Ни с чем не сравнимое умиротворение накрывает Димку, он смотрит на задравшуюся футболку, открывающую подтянутый живот парня и, не в силах бороться с искушением, осторожно кладёт ладонь на прохладную кожу. Закусив губу, он забирается пальцами под мягкую ткань, гладит очень медленно вверх по телу, доходит до рельефа твёрдой груди, неожиданно задевая сосок, и замирает в испуге, вглядываясь в лицо Богдана. Тот сквозь сон вздыхает, а Димка, совсем осмелев, надавливает на сосок подушечкой пальца, чувствуя, как он твердеет и становится упругим.

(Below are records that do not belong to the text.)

use anyhow::Result;
use tracing::info;

use crate::cli::CommonArgs;
use crate::loader;
use crate::optimize::solve_lp_relaxation;
use crate::params::Params;
use crate::reach::compute_reach;
use crate::reporter::{build_report, print_summary, rewrite_vcf};
use crate::slot::aggregate;

pub fn run_lp_snp(common: CommonArgs) -> Result<()> {
    let params = Params::try_new(
        common.alpha,
        common.delta,
        common.vcf,
        common.chr,
        common.prefix,
    )?;

    let variants = loader::load_snp(&params.vcf, &params.chr)?;
    info!(count = variants.snp_pos.len(), "loader: loaded SNPs");

    let mut slots = aggregate(variants.clone())?;
    info!(slots = slots.len(), "aggregator: done");

    let reach = compute_reach(&slots, &variants, params.alpha)?;
    for (slot, r) in slots.iter_mut().zip(reach) {
        slot.reach = r;
    }
    info!("reachability: done");

    solve_lp_relaxation(&mut slots, params.alpha, params.delta)?;
    info!("optimizer: LP relaxation solve done");

    let report = build_report(&slots);
    print_summary(&report);

    if let Some(prefix) = &params.prefix {
        rewrite_vcf(&params.vcf, &params.chr, &slots, prefix)?;
    }

    Ok(())
}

Димка закидывает ногу на бедро Богдана, стараясь прижаться к нему как можно сильнее — это так приятно, слишком приятно, что он прерывисто дышит ему в шею и, совсем потеряв голову, целует его совсем рядом с ухом, захватывая губами чуть розоватую ото сна мочку. Богдан тихо стонет, обнимает Димку ещё крепче:
— Рита, ну дай поспать.
Димка замирает, а Богдан морщится, ещё не совсем проснувшись, но тут же открывает глаза и с недоумением смотрит на Димку:
— Что ты делаешь?
Димка молчит, по-прежнему не убирая руку из-под футболки. Богдан поворачивается к нему и спокойно произносит:
— Дима, отвечай мне.
Димка хриплым от волнения голосом говорит:
— Мне захотелось прикоснуться к тебе.
Богдан хмурится:
— Ты не знаешь, что брать без спросу нельзя?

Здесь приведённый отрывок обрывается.